Craving some tasty Thai food? I got this super easy recipe you can use! Tips: I recommend using a wok to cook this will make your life so much easier!
Prep Time: 40mins Cooking Time: 25-30mins Serve: 4 Ingredients:
A handful of asparagus A handful of flat beans 1/4 of a broccoli 2 small zucchinis 2 handful of mushroom of your choice (optional) 150g of firm tofu 250g of rice Thai noodle (Can be found in almost every supermarket) 1 big onion 1 little spoon of Cumin in grains 1 l. s. of Cumin powder 1 l. s. of coriander powder 1 l. s. of fresh ginger A handful of citronella A handful of fresh coriander leaves 1 t. s. of soft peanut butter 2 t. s. of coconut oil 300l of coconut cream A handful of peanuts to top (optional)

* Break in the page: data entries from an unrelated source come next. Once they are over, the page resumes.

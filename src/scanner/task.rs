//! Concurrent search-and-measure coordination.
//!
//! One background thread runs the search. Each match is handed to a fixed
//! rayon pool that measures it and streams the result back over a rendezvous
//! channel. A counting semaphore sized to the pool couples the two: when every
//! worker is busy, the search blocks instead of queueing matches in memory.

use crossbeam_channel::{Iter, Receiver, Sender};
use std::path::{Path, PathBuf};
use std::sync::atomic::{AtomicU64, AtomicU8, Ordering};
use std::sync::Arc;
use std::thread::{self, JoinHandle};

use crate::error::{Result, SweepError};

use super::cancel::CancelToken;
use super::measure::measure_dir;
use super::options::ScanOptions;
use super::search::Searcher;
use super::stats::{DirStats, ScanResult};

/// Lifecycle of a scan. Only ever moves forward.
#[derive(Debug, Clone, Copy, PartialEq, Eq, PartialOrd, Ord)]
#[repr(u8)]
pub enum ScanState {
    /// The search is still walking; workers are measuring.
    Running = 0,
    /// The search has returned; in-flight measurements are finishing.
    Draining = 1,
    /// Every worker has finished and the result stream is closed.
    Done = 2,
}

impl ScanState {
    fn from_u8(value: u8) -> Self {
        match value {
            0 => ScanState::Running,
            1 => ScanState::Draining,
            _ => ScanState::Done,
        }
    }
}

/// Counters shared between the coordinator and the task handle.
#[derive(Debug, Default)]
struct Progress {
    state: AtomicU8,
    matched: AtomicU64,
    unmeasured: AtomicU64,
}

impl Progress {
    fn state(&self) -> ScanState {
        ScanState::from_u8(self.state.load(Ordering::SeqCst))
    }

    fn advance(&self, state: ScanState) {
        self.state.fetch_max(state as u8, Ordering::SeqCst);
    }
}

/// Marks the scan done when the coordinator unwinds, panics included.
struct DoneOnDrop<'a>(&'a Progress);

impl Drop for DoneOnDrop<'_> {
    fn drop(&mut self) {
        self.0.advance(ScanState::Draining);
        self.0.advance(ScanState::Done);
    }
}

/// Counting semaphore built on a bounded channel.
struct Permits {
    tx: Sender<()>,
    rx: Receiver<()>,
}

impl Permits {
    fn new(capacity: usize) -> Self {
        let (tx, rx) = crossbeam_channel::bounded(capacity);
        Self { tx, rx }
    }

    /// Blocks while all permits are taken.
    fn acquire(&self) -> Permit<'_> {
        // Both ends live as long as self, so this can only block, never fail.
        let _ = self.tx.send(());
        Permit(self)
    }
}

struct Permit<'a>(&'a Permits);

impl Drop for Permit<'_> {
    fn drop(&mut self) {
        let _ = self.0.rx.try_recv();
    }
}

/// Finds target directories and measures them concurrently.
#[derive(Debug, Clone, Default)]
pub struct Scanner {
    options: ScanOptions,
}

impl Scanner {
    pub fn new(options: ScanOptions) -> Self {
        Self { options }
    }

    pub fn options(&self) -> &ScanOptions {
        &self.options
    }

    /// Start scanning `root` in the background.
    pub fn scan(&self, root: impl Into<PathBuf>) -> Result<ScanTask> {
        self.scan_with(root, CancelToken::new())
    }

    /// Start scanning `root` in the background, stopping early once `cancel`
    /// trips.
    ///
    /// Returns immediately. Results arrive on [`ScanTask::results`] in
    /// completion order; the fatal error, if any, comes from
    /// [`ScanTask::wait`]. Only an empty `root` is rejected up front.
    pub fn scan_with(&self, root: impl Into<PathBuf>, cancel: CancelToken) -> Result<ScanTask> {
        let root = root.into();
        if root.as_os_str().is_empty() {
            return Err(SweepError::InvalidPath("empty root path".into()));
        }

        let (results_tx, results_rx) = crossbeam_channel::bounded(0);
        let progress = Arc::new(Progress::default());
        let searcher = Searcher::new(self.options.search.clone());
        let workers = self.options.worker_count();

        let thread = {
            let cancel = cancel.clone();
            let progress = Arc::clone(&progress);
            let walk_root = root.clone();
            thread::Builder::new()
                .name("deepsweep-search".into())
                .spawn(move || {
                    coordinate(&searcher, &walk_root, workers, &cancel, &progress, results_tx)
                })
                .map_err(|source| SweepError::Io { path: root, source })?
        };

        Ok(ScanTask {
            results: results_rx,
            progress,
            cancel,
            thread: Some(thread),
        })
    }
}

/// Scan `root` for `targets` with default exclusions and pool size.
pub fn scan<I, S>(root: impl Into<PathBuf>, targets: I) -> Result<ScanTask>
where
    I: IntoIterator<Item = S>,
    S: Into<String>,
{
    Scanner::new(ScanOptions::new().with_targets(targets)).scan(root)
}

/// Body of the background thread.
///
/// `results` is a parameter, so it is dropped after every local: the state
/// reads `Done` before the stream closes.
fn coordinate(
    searcher: &Searcher,
    root: &Path,
    workers: usize,
    cancel: &CancelToken,
    progress: &Progress,
    results: Sender<ScanResult>,
) -> Result<()> {
    let _done = DoneOnDrop(progress);

    let pool = rayon::ThreadPoolBuilder::new()
        .num_threads(workers)
        .thread_name(|i| format!("deepsweep-measure-{i}"))
        .build()?;
    let permits = Permits::new(workers);

    tracing::debug!(root = %root.display(), workers, "Scan started");

    let outcome = pool.in_place_scope(|scope| {
        let walked = searcher.walk_until(root, cancel, |matched: &Path| -> Result<()> {
            cancel.check()?;
            let permit = permits.acquire();
            progress.matched.fetch_add(1, Ordering::Relaxed);

            let path = matched.to_path_buf();
            let results = results.clone();
            scope.spawn(move |_| {
                let _permit = permit;
                let measured = measure_dir(&path, cancel);
                deliver(path, measured, &results, progress);
            });
            Ok(())
        });

        progress.advance(ScanState::Draining);
        walked
    });

    // A cancel that lands while the pool drains leaves the results partial.
    let outcome = match outcome {
        Ok(()) if cancel.is_cancelled() => Err(SweepError::Cancelled),
        other => other,
    };

    match &outcome {
        Ok(()) => tracing::debug!(
            matched = progress.matched.load(Ordering::Relaxed),
            unmeasured = progress.unmeasured.load(Ordering::Relaxed),
            "Scan finished"
        ),
        Err(err) => tracing::debug!(error = %err, "Scan aborted"),
    }

    outcome
}

/// Publish one measurement, or account for why there is nothing to publish.
fn deliver(
    path: PathBuf,
    measured: Result<DirStats>,
    results: &Sender<ScanResult>,
    progress: &Progress,
) {
    match measured {
        Ok(stats) => {
            if results.send(ScanResult::new(path, stats)).is_err() {
                tracing::debug!("Result receiver dropped, discarding result");
            }
        }
        Err(err) if err.is_cancelled() => {}
        Err(err) => {
            progress.unmeasured.fetch_add(1, Ordering::Relaxed);
            tracing::debug!(
                path = %path.display(),
                error = %err,
                "Dropping match that could not be measured"
            );
        }
    }
}

/// Handle to a running scan.
///
/// Drain [`ScanTask::results`] (or iterate `&task`), then call
/// [`ScanTask::wait`] for the outcome. Cancelling at any point before the
/// stream closes makes `wait` return [`SweepError::Cancelled`].
///
/// Dropping the handle early cancels the scan but does not join it: the
/// background thread winds down on its own once its workers see the flag or
/// fail to send to the dropped receiver.
pub struct ScanTask {
    results: Receiver<ScanResult>,
    progress: Arc<Progress>,
    cancel: CancelToken,
    thread: Option<JoinHandle<Result<()>>>,
}

impl ScanTask {
    /// The result stream. Disconnects once the search and every dispatched
    /// measurement have finished.
    pub fn results(&self) -> &Receiver<ScanResult> {
        &self.results
    }

    /// Blocking iterator over results, ending when the stream closes.
    pub fn iter(&self) -> Iter<'_, ScanResult> {
        self.results.iter()
    }

    /// Request cancellation. In-flight work stops at its next check.
    pub fn cancel(&self) {
        self.cancel.cancel();
    }

    pub fn cancel_token(&self) -> &CancelToken {
        &self.cancel
    }

    pub fn state(&self) -> ScanState {
        self.progress.state()
    }

    /// Matches handed to the measurement pool so far.
    pub fn matched(&self) -> u64 {
        self.progress.matched.load(Ordering::Relaxed)
    }

    /// Matches dropped because their measurement failed.
    pub fn unmeasured(&self) -> u64 {
        self.progress.unmeasured.load(Ordering::Relaxed)
    }

    /// Wait for the scan to finish and return its fatal error, if any.
    ///
    /// Results not yet read are discarded. Per-match measurement failures are
    /// not errors here; see [`ScanTask::unmeasured`].
    pub fn wait(mut self) -> Result<()> {
        // Unread results would keep workers parked on send.
        for _ in self.results.iter() {}

        match self.thread.take() {
            Some(handle) => handle.join().map_err(|_| SweepError::Panicked)?,
            None => Ok(()),
        }
    }

    /// Collect every result, then wait.
    pub fn collect(self) -> Result<Vec<ScanResult>> {
        let results: Vec<ScanResult> = self.results.iter().collect();
        self.wait()?;
        Ok(results)
    }
}

impl<'a> IntoIterator for &'a ScanTask {
    type Item = ScanResult;
    type IntoIter = Iter<'a, ScanResult>;

    fn into_iter(self) -> Self::IntoIter {
        self.iter()
    }
}

impl Drop for ScanTask {
    fn drop(&mut self) {
        if self.thread.is_some() {
            self.cancel.cancel();
        }
    }
}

Step 1 Put the coconut oil and all spices (incl. citronella and coriander) in your wok start to heat – while the spices mix together creating a beautiful smell use this time to chop all veggies starting from onions – asparagus – flat beans – broccoli – zucchini – mushroom and tofu. Add the onion wait until it becomes see-through to add the rest of the veggies in the order it’s written above.
Step 2 Keep stirring your veggies and soak your rice noodle in hot water. Gently start to add your coconut cream – keep stirring and adding until all the coconut cream is mixed up – add the peanut butter, mix it in Add the pasta once they’re soft in the wok. Stir it all
Step 3 Serve hot! Much better. Top with crunched baked peanut and a quarter of a lemon/ half of a lime. Enjoy your homemade Green Curry Pad Thai.